Personal information
- Full name: Lehlohonolo Bradley Mojela
- Date of birth: 18 September 1996 (age 29)
- Place of birth: South Africa
- Position: Forward

Team information
- Current team: Sekhukhune
- Number: 21

Senior career*
- Years: Team / Apps / (Gls)
- 2020–2021: TS Sporting / 6 / (0)
- 2021–2022: Platinum City Rovers / 27 / (2)
- 2022–2023: Casric Stars / 28 / (3)
- 2023–2024: TS Galaxy / 27 / (4)
- 2024–2026: Stellenbosch / 9 / (1)
- 2026-: Sekhukhune / 2 / (0)

International career^{‡}
- 2024–: South Africa / 2 / (0)

= Lehlohonolo Mojela =

South African soccer player (born 1996)

Lehlohonolo Mojela (born 18 September 1996) is a South African soccer player who plays as a forward for Stellenbosch in the Premier Soccer League.

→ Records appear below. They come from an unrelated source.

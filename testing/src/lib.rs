//! # Todo Master Testing
//!
//! Test support shared by the workspace:
//!
//! - [`ReducerTest`] runs a reducer scenario without a runtime
//! - [`assertions`] inspect the effects a reducer returned
//! - [`FixedClock`] pins time so generated ids are predictable
//! - [`init_test_tracing`] routes `tracing` output into the test harness


/// Test doubles for environment traits
pub mod mocks {
    use chrono::{DateTime, TimeZone, Utc};
    use todo_master_core::environment::Clock;

    /// Clock frozen at one instant
    ///
    /// ```
    /// use todo_master_core::environment::Clock;
    /// use todo_master_testing::FixedClock;
    ///
    /// let clock = FixedClock::new(chrono::Utc::now());
    /// assert_eq!(clock.now(), clock.now());
    /// ```
    #[derive(Debug, Clone, Copy, PartialEq, Eq)]
    pub struct FixedClock {
        at: DateTime<Utc>,
    }

    impl FixedClock {
        /// Freeze time at `at`
        #[must_use]
        pub const fn new(at: DateTime<Utc>) -> Self {
            Self { at }
        }
    }

    impl Clock for FixedClock {
        fn now(&self) -> DateTime<Utc> {
            self.at
        }
    }

    /// Clock frozen at 2025-01-01T00:00:00Z (1 735 689 600 000 ms)
    #[must_use]
    pub fn test_clock() -> FixedClock {
        FixedClock::new(Utc.timestamp_millis_opt(1_735_689_600_000).single().unwrap_or_default())
    }
}

/// Send `tracing` output to the test writer
///
/// Honours `RUST_LOG`, defaulting to `warn`. Repeated calls are harmless.
pub fn init_test_tracing() {
    let filter = tracing_subscriber::EnvFilter::try_from_default_env()
        .unwrap_or_else(|_| tracing_subscriber::EnvFilter::new("warn"));

    let _ = tracing_subscriber::fmt()
        .with_env_filter(filter)
        .with_test_writer()
        .try_init();
}

pub use mocks::{FixedClock, test_clock};
pub use reducer_test::{ReducerTest, assertions};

He attended the Shumba Academy. Following the 2022–23 National First Division, Mojela and Casric Stars contested the promotion playoffs, but did not succeed.

While playing for Casric Stars, Mojela was discovered by TS Galaxy, where he was transferred. He thus made his first-tier debut in the 2023-24 South African Premier Division. At TS Galaxy, Mojela helped reach the final of the 2023 Carling Knockout Cup and was described as a "key player".

Soccer Laduma claimed that Kaizer Chiefs were "monitoring" the player. In May 2024, Mojela publicly stated his wish to play for the Mamelodi Sundowns. Stellenbosch also confirmed being interested in the player. He ended up signing for Stellenbosch.

He was also called up for South Africa for the 2024 COSAFA Cup, where he made his international debut against Mozambique.